Cuneo Gilbert & LaDuca Named To Prosecute Rare Freedom Of Information Trial Against Department Of Defense And Sikorsky Aircraft Corporation
WASHINGTON, Sept. 26, 2017 /PRNewswire/ -- Cuneo Gilbert & LaDuca, LLP has been named by the American Small Business League (ASBL) as lead attorneys in its civil case against the Department of Defense (DOD) and its contractor Sikorsky Aircraft Corporation (Sikorsky). ASBL alleges DOD and Sikorsky wrongfully withheld documents from the public on a sole source contract for helicopters. A trial is scheduled for December 11 in the U.S. District Court in San Francisco.
"This rare Freedom of Information Act trial will test the government's claim that the central facts underlying a sole source contract for which there are no competitors are proprietary," said Jonathan W. Cuneo, partner of Washington, DC based Cuneo Gilbert & LaDuca, LLP. "This is a simple conflict between secrecy and openness on the part of a Fortune 500 contractor who has received billions of dollars from taxpayers for 30 years."
The American Small Business League, a Sonoma, CA based small business advocacy group, filed the Freedom of Information Act (FOIA) request in 2013. Following the refusal of DOD and Sikorsky, owned by Lockheed Martin Corporation, to fully disclose documents claimed to be proprietary, the lawsuit was filed in federal court in 2014. Although the court ruled in ASBL's favor, the Ninth Circuit Appeals Court reversed that decision and sent the suit back to the lower court for discovery and trial.
"Citizens should not have to go through time consuming and costly litigation to obtain information not involving national security to which they are entitled," Mr. Cuneo added.
"We filed the FOIA lawsuit to force the Pentagon and its contractors to be more transparent on how, and to whom, subcontracts are awarded under the controversial Comprehensive Subcontracting Plan Test Program (CSPTP) ostensibly designed to promote the awarding of subcontracts to small businesses," explained Lloyd Chapman, ASBL's founder and president. "We believe the requested documents will show that required small business subcontracting may have occurred only on a sham basis, if small business subcontracting occurred at all."
The ASBL has calculated that the Pentagon may have unwittingly deprived small businesses of many hundreds of billions of dollars since the CSPTP began in 1989 as a temporary, test program. Now in its 28th year, the "test" program reduces the specificity and transparency of large contractor reporting of asserted small business subcontracting. This enables Pentagon prime contractors to cheat legitimate small businesses, ASBL says.

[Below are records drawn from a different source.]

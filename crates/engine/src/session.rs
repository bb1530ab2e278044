//! Game session module - one level played move by move
//!
//! `GameSession` owns a board and the level's rules and walks them through
//! the move loop: validate a requested swap, apply it, resolve the cascade,
//! award score, track goals, and settle the session status. The session is
//! the integration surface for embedding layers; everything underneath it
//! (detection, cascades, scoring) stays pure and swappable.
//!
//! Like the core, a session is fully deterministic: construct two sessions
//! with the same rules and seed, feed them the same swaps, and they agree
//! on every record and every point.

use tracing::{debug, info};

use tilematch_core::generator::BoardGenerator;
use tilematch_core::resolver::{CascadeError, CascadeResolver, Resolution};
use tilematch_core::scoring::{self, ScoringConfig};
use tilematch_core::spawn::SpawnPolicy;
use tilematch_core::validator::MoveValidator;
use tilematch_core::{Board, SimpleRng};
use tilematch_types::{ElementKind, GridPos, RoundRecord, SwapMove};

/// A win condition the session tracks during play.
#[derive(Debug, Clone, Copy, PartialEq, Eq)]
pub enum SessionGoal {
    /// Reach the given score
    Score { target: u32 },
    /// Eliminate the given number of cells of one kind
    Collect { kind: ElementKind, target: u32 },
}

impl SessionGoal {
    fn satisfied(&self, score: u32, collected: u32) -> bool {
        match self {
            SessionGoal::Score { target } => score >= *target,
            SessionGoal::Collect { target, .. } => collected >= *target,
        }
    }
}

/// One goal's standing, for status displays.
#[derive(Debug, Clone, Copy, PartialEq, Eq)]
pub struct GoalProgress {
    pub goal: SessionGoal,
    /// Score for score goals, eliminated-cell count for collect goals
    pub current: u32,
    pub done: bool,
}

/// Everything a session needs to run one level.
#[derive(Debug, Clone)]
pub struct LevelRules {
    pub rows: u8,
    pub cols: u8,
    /// Swaps the player may spend
    pub moves: u32,
    /// Star-rating base; also the target of the default score goal
    pub target_score: u32,
    /// Absolute star thresholds; derived from `target_score` when `None`
    pub star_thresholds: Option<[u32; 3]>,
    pub goals: Vec<SessionGoal>,
    pub spawn: SpawnPolicy,
    pub scoring: ScoringConfig,
    /// Fixed starting board; generated from the session seed when `None`
    pub preset: Option<Board>,
}

impl LevelRules {
    /// Rules with a single score goal and default spawn/scoring tables.
    pub fn new(rows: u8, cols: u8, moves: u32, target_score: u32) -> Self {
        Self {
            rows,
            cols,
            moves,
            target_score,
            star_thresholds: None,
            goals: vec![SessionGoal::Score {
                target: target_score,
            }],
            spawn: SpawnPolicy::default(),
            scoring: ScoringConfig::default(),
            preset: None,
        }
    }
}

#[derive(Debug, Clone, Copy, PartialEq, Eq)]
pub enum SessionStatus {
    Playing,
    /// All goals met
    Completed,
    /// Moves exhausted with goals unmet
    Failed,
}

/// Lifecycle event raised by the last call that changed the session
/// (consumed by observers).
#[derive(Debug, Clone, Copy, PartialEq, Eq)]
pub enum SessionEvent {
    /// No legal swap exists; `reshuffle` is the expected recovery
    NoMovesAvailable,
    Reshuffled { attempts: u32, fallback: bool },
    Completed { stars: u8 },
    Failed,
}

#[derive(Debug, Clone, Copy, PartialEq, Eq)]
pub enum SwapError {
    /// The session already completed or failed
    NotPlayable,
    OutOfBounds,
    NotAdjacent,
    /// The swap would not produce a match touching a swapped cell
    NoMatch,
    /// The cascade hit the round limit; the move was spent and the board
    /// is mid-cascade, `reshuffle` recovers
    CascadeOverflow { rounds: u32 },
}

impl SwapError {
    pub fn code(self) -> &'static str {
        match self {
            SwapError::NotPlayable => "not_playable",
            SwapError::OutOfBounds | SwapError::NotAdjacent | SwapError::NoMatch => "invalid_swap",
            SwapError::CascadeOverflow { .. } => "cascade_overflow",
        }
    }

    pub fn message(self) -> &'static str {
        match self {
            SwapError::NotPlayable => "session is not accepting moves",
            SwapError::OutOfBounds => "swap position is off the board",
            SwapError::NotAdjacent => "cells are not orthogonally adjacent",
            SwapError::NoMatch => "swap would not produce a match",
            SwapError::CascadeOverflow { .. } => "cascade exceeded the round limit",
        }
    }
}

/// What one accepted swap did.
#[derive(Debug, Clone, PartialEq)]
pub struct SwapOutcome {
    /// The cascade, round by round, for replay
    pub rounds: Vec<RoundRecord>,
    /// Score gained by this swap's cascade
    pub gained: u32,
    /// Session score after the swap
    pub total: u32,
}

/// One level being played: board, rules, score, and move budget.
#[derive(Debug, Clone)]
pub struct GameSession {
    board: Board,
    rules: LevelRules,
    rng: SimpleRng,
    validator: MoveValidator,
    resolver: CascadeResolver,
    generator: BoardGenerator,
    seed: u32,
    score: u32,
    moves_remaining: u32,
    /// Accepted swaps this session (monotonic)
    moves_made: u32,
    /// Board regenerations this session (monotonic)
    reshuffles: u32,
    /// Eliminated-cell counters, parallel to `rules.goals`
    collected: Vec<u32>,
    /// Cached legal moves for the current board
    possible_moves: Vec<SwapMove>,
    status: SessionStatus,
    /// Last lifecycle event (consumed by observers)
    last_event: Option<SessionEvent>,
}

impl GameSession {
    /// Start a session. The board comes from `rules.preset` when present,
    /// otherwise it is generated from the seed.
    pub fn new(rules: LevelRules, seed: u32) -> Self {
        let mut rng = SimpleRng::new(seed);
        let generator = BoardGenerator::new();
        let board = match &rules.preset {
            Some(preset) => preset.clone(),
            None => {
                generator
                    .generate(rules.rows, rules.cols, &rules.spawn, &rules.scoring, &mut rng)
                    .board
            }
        };
        let validator = MoveValidator::new();
        let possible_moves = validator.find_possible_moves(&board, &rules.scoring);
        let collected = vec![0; rules.goals.len()];

        info!(
            seed,
            rows = board.rows(),
            cols = board.cols(),
            moves = rules.moves,
            target = rules.target_score,
            "session started"
        );

        let mut session = Self {
            board,
            moves_remaining: rules.moves,
            rules,
            rng,
            validator,
            resolver: CascadeResolver::new(),
            generator,
            seed,
            score: 0,
            moves_made: 0,
            reshuffles: 0,
            collected,
            possible_moves,
            status: SessionStatus::Playing,
            last_event: None,
        };
        if session.possible_moves.is_empty() {
            session.last_event = Some(SessionEvent::NoMovesAvailable);
        }
        session
    }

    /// Play one swap. On success the cascade has fully settled and the
    /// outcome carries its records; every error except `CascadeOverflow`
    /// leaves the session untouched.
    pub fn request_swap(&mut self, from: GridPos, to: GridPos) -> Result<SwapOutcome, SwapError> {
        if self.status != SessionStatus::Playing {
            return Err(SwapError::NotPlayable);
        }
        if !self.board.in_bounds(from) || !self.board.in_bounds(to) {
            return Err(SwapError::OutOfBounds);
        }
        if !from.is_adjacent(&to) {
            return Err(SwapError::NotAdjacent);
        }
        if self
            .validator
            .evaluate_swap(&self.board, from, to, &self.rules.scoring)
            .is_none()
        {
            return Err(SwapError::NoMatch);
        }

        self.board.swap(from, to);
        self.moves_made += 1;
        self.moves_remaining = self.moves_remaining.saturating_sub(1);

        let resolution = match self.resolver.resolve(
            &mut self.board,
            &self.rules.spawn,
            &self.rules.scoring,
            &mut self.rng,
        ) {
            Ok(resolution) => resolution,
            Err(CascadeError::RoundLimit { rounds }) => {
                self.refresh_possible_moves();
                return Err(SwapError::CascadeOverflow { rounds });
            }
        };

        let gained = resolution.total_score;
        self.score = self.score.saturating_add(gained);
        self.track_collections(&resolution);
        self.refresh_possible_moves();
        self.update_status();

        debug!(
            ?from,
            ?to,
            gained,
            total = self.score,
            rounds = resolution.rounds.len(),
            "swap resolved"
        );
        Ok(SwapOutcome {
            rounds: resolution.rounds,
            gained,
            total: self.score,
        })
    }

    /// Replace the board with a freshly generated one, keeping score and
    /// remaining moves. The recovery for the no-moves signal and for
    /// cascade overflows.
    pub fn reshuffle(&mut self) {
        if self.status != SessionStatus::Playing {
            return;
        }
        let generated = self.generator.generate(
            self.board.rows(),
            self.board.cols(),
            &self.rules.spawn,
            &self.rules.scoring,
            &mut self.rng,
        );
        self.board = generated.board;
        self.reshuffles += 1;
        self.refresh_possible_moves();
        self.last_event = Some(SessionEvent::Reshuffled {
            attempts: generated.attempts,
            fallback: generated.fallback,
        });
        info!(
            attempts = generated.attempts,
            fallback = generated.fallback,
            "board reshuffled"
        );
    }

    fn refresh_possible_moves(&mut self) {
        self.possible_moves = self
            .validator
            .find_possible_moves(&self.board, &self.rules.scoring);
    }

    fn track_collections(&mut self, resolution: &Resolution) {
        for round in &resolution.rounds {
            for eliminated in &round.eliminated {
                for (i, goal) in self.rules.goals.iter().enumerate() {
                    if let SessionGoal::Collect { kind, .. } = goal {
                        if *kind == eliminated.kind {
                            self.collected[i] = self.collected[i].saturating_add(1);
                        }
                    }
                }
            }
        }
    }

    fn update_status(&mut self) {
        if self.status != SessionStatus::Playing {
            return;
        }
        if self.goals_satisfied() {
            self.status = SessionStatus::Completed;
            let stars = self.stars();
            self.last_event = Some(SessionEvent::Completed { stars });
            info!(score = self.score, stars, "level completed");
            return;
        }
        if self.moves_remaining == 0 {
            self.status = SessionStatus::Failed;
            self.last_event = Some(SessionEvent::Failed);
            info!(
                score = self.score,
                target = self.rules.target_score,
                "out of moves"
            );
            return;
        }
        if self.possible_moves.is_empty() {
            self.last_event = Some(SessionEvent::NoMovesAvailable);
        }
    }

    fn goals_satisfied(&self) -> bool {
        self.rules
            .goals
            .iter()
            .zip(&self.collected)
            .all(|(goal, collected)| goal.satisfied(self.score, *collected))
    }

    /// Stars earned so far (0-3)
    pub fn stars(&self) -> u8 {
        match self.rules.star_thresholds {
            Some(thresholds) => thresholds.iter().filter(|t| self.score >= **t).count() as u8,
            None => scoring::stars_for(&self.rules.scoring, self.score, self.rules.target_score),
        }
    }

    /// Per-goal standing, in the order the rules listed them
    pub fn goal_progress(&self) -> Vec<GoalProgress> {
        self.rules
            .goals
            .iter()
            .zip(&self.collected)
            .map(|(goal, collected)| {
                let current = match goal {
                    SessionGoal::Score { .. } => self.score,
                    SessionGoal::Collect { .. } => *collected,
                };
                GoalProgress {
                    goal: *goal,
                    current,
                    done: goal.satisfied(self.score, *collected),
                }
            })
            .collect()
    }

    pub fn board(&self) -> &Board {
        &self.board
    }

    pub fn rules(&self) -> &LevelRules {
        &self.rules
    }

    pub fn seed(&self) -> u32 {
        self.seed
    }

    pub fn score(&self) -> u32 {
        self.score
    }

    pub fn status(&self) -> SessionStatus {
        self.status
    }

    pub fn moves_remaining(&self) -> u32 {
        self.moves_remaining
    }

    pub fn moves_made(&self) -> u32 {
        self.moves_made
    }

    pub fn reshuffles(&self) -> u32 {
        self.reshuffles
    }

    /// Legal moves on the current board (both directions of each pair)
    pub fn possible_moves(&self) -> &[SwapMove] {
        &self.possible_moves
    }

    pub fn has_moves(&self) -> bool {
        !self.possible_moves.is_empty()
    }

    pub fn take_last_event(&mut self) -> Option<SessionEvent> {
        self.last_event.take()
    }
}
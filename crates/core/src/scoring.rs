//! Scoring module - pure score arithmetic over an injectable config
//!
//! Balance note:
//! Default values reproduce the historical balance sheet:
//! - base match score 100 per cell, shape factors 1.0 / 1.5 / 2.0 / 3.0
//!   (line / L / T / cross),
//! - combo multiplier 1.5 per extra cascade round, floored to integer,
//! - chain reaction bonus 200 per eliminated cell from the second round on,
//! - star thresholds at 1.0x / 1.5x / 2.2x of the level target.
//!
//! Everything here is a pure function of (config, inputs); no globals.

use tilematch_types::{ElementKind, Shape};

/// Balance parameters for scoring. Construct once per level and pass by
/// reference; `Default` is the stock balance sheet.
#[derive(Debug, Clone, PartialEq)]
pub struct ScoringConfig {
    /// Points per matched cell before shape/combo adjustments
    pub base_match_score: u32,
    /// Per-round multiplier applied from the third cascade round on
    pub combo_multiplier: f64,
    /// Flat bonus per eliminated cell for rounds after the first
    pub chain_reaction_bonus: u32,
    /// Flat bonus when the matched kind is a bomb
    pub bomb_score: u32,
    /// Flat bonus when the matched kind is a row/column clear
    pub line_clear_score: u32,
    /// Flat bonus when the matched kind is a color bomb
    pub color_bomb_score: u32,
    /// Flat bonus when the matched kind is a rainbow
    pub rainbow_score: u32,
    /// Star thresholds as multiples of the level target score
    pub star_multipliers: [f64; 3],
}

impl Default for ScoringConfig {
    fn default() -> Self {
        Self {
            base_match_score: 100,
            combo_multiplier: 1.5,
            chain_reaction_bonus: 200,
            bomb_score: 500,
            line_clear_score: 300,
            color_bomb_score: 1000,
            rainbow_score: 1500,
            star_multipliers: [1.0, 1.5, 2.2],
        }
    }
}

/// Shape factor applied to the base match score
pub fn shape_factor(shape: Shape) -> f64 {
    match shape {
        Shape::Line(_) => 1.0,
        Shape::LShape => 1.5,
        Shape::TShape => 2.0,
        Shape::Cross => 3.0,
    }
}

/// Flat bonus for matching special elements (zero for ordinary kinds)
pub fn special_bonus(cfg: &ScoringConfig, kind: ElementKind) -> u32 {
    match kind {
        ElementKind::Bomb => cfg.bomb_score,
        ElementKind::RowClear | ElementKind::ColClear => cfg.line_clear_score,
        ElementKind::ColorBomb => cfg.color_bomb_score,
        ElementKind::Rainbow => cfg.rainbow_score,
        _ => 0,
    }
}

/// Score one match: base per-cell score times the shape factor, floored,
/// plus the flat special bonus when the matched kind is special.
pub fn match_score(cfg: &ScoringConfig, kind: ElementKind, cell_count: usize, shape: Shape) -> u32 {
    let base = cfg.base_match_score.saturating_mul(cell_count as u32);
    let shaped = (base as f64 * shape_factor(shape)).floor() as u32;
    shaped.saturating_add(special_bonus(cfg, kind))
}

/// Apply the combo multiplier to a round's base score.
///
/// `combo` counts cascade rounds beyond the first: 0 for the opening round,
/// 1 for the next, and so on. Values <= 1 leave the base unchanged; from 2
/// on the base is multiplied by `combo_multiplier^(combo-1)` and floored.
pub fn combo_score(cfg: &ScoringConfig, combo: u32, base: u32) -> u32 {
    if combo <= 1 {
        return base;
    }
    let factor = cfg.combo_multiplier.powi((combo - 1) as i32);
    (base as f64 * factor).floor() as u32
}

/// Chain reaction bonus: flat per-cell bonus, applied by the resolver once
/// per cascade round after the first.
pub fn chain_bonus(cfg: &ScoringConfig, chain_len: usize) -> u32 {
    cfg.chain_reaction_bonus.saturating_mul(chain_len as u32)
}

/// Absolute star thresholds for a level target score (ascending)
pub fn star_thresholds(cfg: &ScoringConfig, target_score: u32) -> [u32; 3] {
    let mut thresholds = [0u32; 3];
    for (slot, &mult) in thresholds.iter_mut().zip(cfg.star_multipliers.iter()) {
        *slot = (target_score as f64 * mult).floor() as u32;
    }
    thresholds
}

/// Stars earned for a final score (0-3); reaching a threshold counts
pub fn stars_for(cfg: &ScoringConfig, score: u32, target_score: u32) -> u8 {
    star_thresholds(cfg, target_score)
        .iter()
        .filter(|&&t| score >= t)
        .count() as u8
}
//! Headless match-3 runner (default binary).
//!
//! Plays one level to completion with seeded random move selection and
//! reports what happened, either as human-readable lines or as JSON objects
//! for replay tooling. The same `--seed` always replays the same game.

use std::path::PathBuf;

use anyhow::{anyhow, bail, Result};
use tracing_subscriber::EnvFilter;

use tilematch::core::SimpleRng;
use tilematch::engine::{GameSession, SessionEvent, SessionGoal, SessionStatus, SwapError};
use tilematch::level::{load_level, LevelSpec, RoundRecordDto};

/// Board regenerations allowed per run before giving up
const MAX_RESHUFFLES: u32 = 3;

const USAGE: &str = "\
tilematch - play one match-3 level headlessly

USAGE:
    tilematch [OPTIONS]

OPTIONS:
    --level FILE    level JSON file (built-in level when omitted)
    --seed N        session seed (default 1)
    --moves N       override the level's move budget
    --json          emit JSON lines instead of text
    --verbose       debug-level logs to stderr
    -h, --help      print this help
";

#[derive(Debug, Clone, PartialEq, Eq)]
struct DriverConfig {
    level: Option<PathBuf>,
    seed: u32,
    moves: Option<u32>,
    json: bool,
    verbose: bool,
}

impl Default for DriverConfig {
    fn default() -> Self {
        Self {
            level: None,
            seed: 1,
            moves: None,
            json: false,
            verbose: false,
        }
    }
}

/// `Ok(None)` means help was requested.
fn parse_args(args: &[String]) -> Result<Option<DriverConfig>> {
    let mut config = DriverConfig::default();
    let mut i = 0usize;
    while i < args.len() {
        match args[i].as_str() {
            "--level" => {
                i += 1;
                let v = args
                    .get(i)
                    .ok_or_else(|| anyhow!("missing value for --level"))?;
                config.level = Some(PathBuf::from(v));
            }
            "--seed" => {
                i += 1;
                let v = args
                    .get(i)
                    .ok_or_else(|| anyhow!("missing value for --seed"))?;
                config.seed = v
                    .parse::<u32>()
                    .map_err(|_| anyhow!("invalid --seed value: {}", v))?;
            }
            "--moves" => {
                i += 1;
                let v = args
                    .get(i)
                    .ok_or_else(|| anyhow!("missing value for --moves"))?;
                let moves = v
                    .parse::<u32>()
                    .map_err(|_| anyhow!("invalid --moves value: {}", v))?;
                if moves == 0 {
                    return Err(anyhow!("--moves must be positive"));
                }
                config.moves = Some(moves);
            }
            "--json" => config.json = true,
            "--verbose" => config.verbose = true,
            "--help" | "-h" => return Ok(None),
            other => {
                return Err(anyhow!("unknown argument: {}", other));
            }
        }
        i += 1;
    }
    Ok(Some(config))
}

fn init_tracing(verbose: bool) {
    let filter = if verbose {
        EnvFilter::new("debug")
    } else {
        EnvFilter::try_from_default_env().unwrap_or_else(|_| EnvFilter::new("warn"))
    };
    // Logs go to stderr so --json output stays parseable.
    tracing_subscriber::fmt()
        .with_env_filter(filter)
        .with_writer(std::io::stderr)
        .init();
}

fn main() -> Result<()> {
    let args: Vec<String> = std::env::args().skip(1).collect();
    let config = match parse_args(&args)? {
        Some(config) => config,
        None => {
            print!("{}", USAGE);
            return Ok(());
        }
    };
    init_tracing(config.verbose);
    run(&config)
}

fn run(config: &DriverConfig) -> Result<()> {
    let spec = match &config.level {
        Some(path) => load_level(path)?,
        None => LevelSpec::default_level(),
    };
    let mut rules = spec.rules()?;
    if let Some(moves) = config.moves {
        rules.moves = moves;
    }

    if !config.json {
        println!(
            "level {} ({}): {}x{}, {} moves, target {}, seed {}",
            spec.id,
            spec.name.as_deref().unwrap_or("unnamed"),
            rules.rows,
            rules.cols,
            rules.moves,
            rules.target_score,
            config.seed
        );
    }

    let mut session = GameSession::new(rules, config.seed);
    // A separate stream for move picking keeps the session's refills
    // byte-identical to a replay that feeds the same swaps directly.
    let mut pick_rng = SimpleRng::new(config.seed.wrapping_add(0x5EED));

    while session.status() == SessionStatus::Playing {
        if !session.has_moves() {
            if session.reshuffles() >= MAX_RESHUFFLES {
                bail!("no legal moves after {} reshuffles", session.reshuffles());
            }
            session.reshuffle();
            if let Some(SessionEvent::Reshuffled { attempts, fallback }) = session.take_last_event()
            {
                if !config.json {
                    println!("reshuffled (attempts {}, fallback {})", attempts, fallback);
                }
            }
            continue;
        }

        let moves = session.possible_moves();
        let pick = pick_rng.next_range(moves.len() as u32) as usize;
        let (from, to) = (moves[pick].from, moves[pick].to);

        match session.request_swap(from, to) {
            Ok(outcome) => {
                if config.json {
                    let rounds: Vec<RoundRecordDto> =
                        outcome.rounds.iter().map(RoundRecordDto::from).collect();
                    let line = serde_json::json!({
                        "move": session.moves_made(),
                        "from": { "row": from.row, "col": from.col },
                        "to": { "row": to.row, "col": to.col },
                        "gained": outcome.gained,
                        "total": outcome.total,
                        "rounds": rounds,
                    });
                    println!("{}", line);
                } else {
                    println!(
                        "move {}: ({},{})<->({},{}) settled in {} round(s), +{} -> {}",
                        session.moves_made(),
                        from.row,
                        from.col,
                        to.row,
                        to.col,
                        outcome.rounds.len(),
                        outcome.gained,
                        outcome.total
                    );
                }
            }
            Err(SwapError::CascadeOverflow { rounds }) => {
                if session.reshuffles() >= MAX_RESHUFFLES {
                    bail!("cascade still running after {} rounds, reshuffles exhausted", rounds);
                }
                if !config.json {
                    println!("cascade overflow after {} rounds, reshuffling", rounds);
                }
                session.reshuffle();
                let _ = session.take_last_event();
            }
            Err(err) => bail!("swap rejected: {}", err.message()),
        }
    }

    report(&session, config);
    Ok(())
}

fn report(session: &GameSession, config: &DriverConfig) {
    let status = match session.status() {
        SessionStatus::Completed => "completed",
        SessionStatus::Failed => "failed",
        SessionStatus::Playing => "playing",
    };
    if config.json {
        let line = serde_json::json!({
            "status": status,
            "seed": session.seed(),
            "score": session.score(),
            "stars": session.stars(),
            "movesMade": session.moves_made(),
            "movesRemaining": session.moves_remaining(),
            "reshuffles": session.reshuffles(),
        });
        println!("{}", line);
        return;
    }

    println!(
        "{}: score {} ({} stars), {} moves made, {} remaining, {} reshuffles",
        status,
        session.score(),
        session.stars(),
        session.moves_made(),
        session.moves_remaining(),
        session.reshuffles()
    );
    for progress in session.goal_progress() {
        let mark = if progress.done { "done" } else { "open" };
        match progress.goal {
            SessionGoal::Score { target } => {
                println!("  goal score {}/{} [{}]", progress.current, target, mark);
            }
            SessionGoal::Collect { kind, target } => {
                println!(
                    "  goal collect {} {}/{} [{}]",
                    kind.as_str(),
                    progress.current,
                    target,
                    mark
                );
            }
        }
    }
}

"Under the Small Business Act, 23 percent of all federal contracts must be awarded to small businesses," Mr. Chapman continued. "Since the Pentagon is the largest federal contractor and small businesses make up 98 percent of America's companies, the outcome of our case could have a meaningful, positive impact on the U.S. economy if it leads to real reform of the subcontracting process."
With its principal office in Washington, DC, Cuneo Gilbert & LaDuca, LLP represents clients in a range of civil justice and legislative matters including civil and human rights, antitrust, consumer protection, product liability and securities and intellectual property.